• TASK ITEM:
Repeat each line of the material exactly.

• DATA TO PROCESS:
//! Refill and transfer requests.

use serde::{Deserialize, Serialize};
use sqlx::FromRow;
use utoipa::ToSchema;

use super::snake_case_enum;

#[derive(Debug, Clone, Copy, PartialEq, Eq, Serialize, Deserialize, sqlx::Type, ToSchema)]
#[sqlx(rename_all = "snake_case")]
#[serde(rename_all = "snake_case")]
pub enum PrescriptionKind {
    Refill,
    Transfer,
}

snake_case_enum!(PrescriptionKind {
    Refill => "refill",
    Transfer => "transfer",
});

#[derive(Debug, Clone, Copy, PartialEq, Eq, Serialize, Deserialize, sqlx::Type, ToSchema)]
#[sqlx(rename_all = "snake_case")]
#[serde(rename_all = "snake_case")]
pub enum PrescriptionStatus {
    Pending,
    InReview,
    Ready,
    Completed,
    Rejected,
}

snake_case_enum!(PrescriptionStatus {
    Pending => "pending",
    InReview => "in_review",
    Ready => "ready",
    Completed => "completed",
    Rejected => "rejected",
});

impl PrescriptionStatus {
    pub fn can_transition_to(self, next: PrescriptionStatus) -> bool {
        use PrescriptionStatus::*;
        matches!(
            (self, next),
            (Pending, InReview)
                | (Pending, Rejected)
                | (InReview, Ready)
                | (InReview, Rejected)
                | (Ready, Completed)
        )
    }
}

#[derive(Debug, Clone, Serialize, FromRow, ToSchema)]
pub struct Prescription {
    #[serde(skip_serializing)]
    pub id: i64,
    pub public_id: String,
    #[serde(skip_serializing)]
    pub customer_id: i64,
    pub customer_public_id: String,
    pub customer_name: String,
    pub customer_email: String,
    pub kind: PrescriptionKind,
    pub status: PrescriptionStatus,
    pub prescription_number: Option<String>,
    pub medications: String,
    pub previous_pharmacy_name: Option<String>,
    pub previous_pharmacy_phone: Option<String>,
    pub pickup_preference: Option<String>,
    pub notes: Option<String>,
    pub created_at: String,
    pub updated_at: String,
}

#[derive(Debug, Clone)]
pub struct NewPrescription {
    pub kind: PrescriptionKind,
    pub prescription_number: Option<String>,
    pub medications: String,
    pub previous_pharmacy_name: Option<String>,
    pub previous_pharmacy_phone: Option<String>,
    pub pickup_preference: Option<String>,
    pub notes: Option<String>,
}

• FINAL ANSWER:
//! Refill and transfer requests.

use serde::{Deserialize, Serialize};
use sqlx::FromRow;
use utoipa::ToSchema;

use super::snake_case_enum;

#[derive(Debug, Clone, Copy, PartialEq, Eq, Serialize, Deserialize, sqlx::Type, ToSchema)]
#[sqlx(rename_all = "snake_case")]
#[serde(rename_all = "snake_case")]
pub enum PrescriptionKind {
    Refill,
    Transfer,
}

snake_case_enum!(PrescriptionKind {
    Refill => "refill",
    Transfer => "transfer",
});

#[derive(Debug, Clone, Copy, PartialEq, Eq, Serialize, Deserialize, sqlx::Type, ToSchema)]
#[sqlx(rename_all = "snake_case")]
#[serde(rename_all = "snake_case")]
pub enum PrescriptionStatus {
    Pending,
    InReview,
    Ready,
    Completed,
    Rejected,
}

snake_case_enum!(PrescriptionStatus {
    Pending => "pending",
    InReview => "in_review",
    Ready => "ready",
    Completed => "completed",
    Rejected => "rejected",
});

impl PrescriptionStatus {
    pub fn can_transition_to(self, next: PrescriptionStatus) -> bool {
        use PrescriptionStatus::*;
        matches!(
            (self, next),
            (Pending, InReview)
                | (Pending, Rejected)
                | (InReview, Ready)
                | (InReview, Rejected)
                | (Ready, Completed)
        )
    }
}

#[derive(Debug, Clone, Serialize, FromRow, ToSchema)]
pub struct Prescription {
    #[serde(skip_serializing)]
    pub id: i64,
    pub public_id: String,
    #[serde(skip_serializing)]
    pub customer_id: i64,
    pub customer_public_id: String,
    pub customer_name: String,
    pub customer_email: String,
    pub kind: PrescriptionKind,
    pub status: PrescriptionStatus,
    pub prescription_number: Option<String>,
    pub medications: String,
    pub previous_pharmacy_name: Option<String>,
    pub previous_pharmacy_phone: Option<String>,
    pub pickup_preference: Option<String>,
    pub notes: Option<String>,
    pub created_at: String,
    pub updated_at: String,
}

#[derive(Debug, Clone)]
pub struct NewPrescription {
    pub kind: PrescriptionKind,
    pub prescription_number: Option<String>,
    pub medications: String,
    pub previous_pharmacy_name: Option<String>,
    pub previous_pharmacy_phone: Option<String>,
    pub pickup_preference: Option<String>,
    pub notes: Option<String>,
}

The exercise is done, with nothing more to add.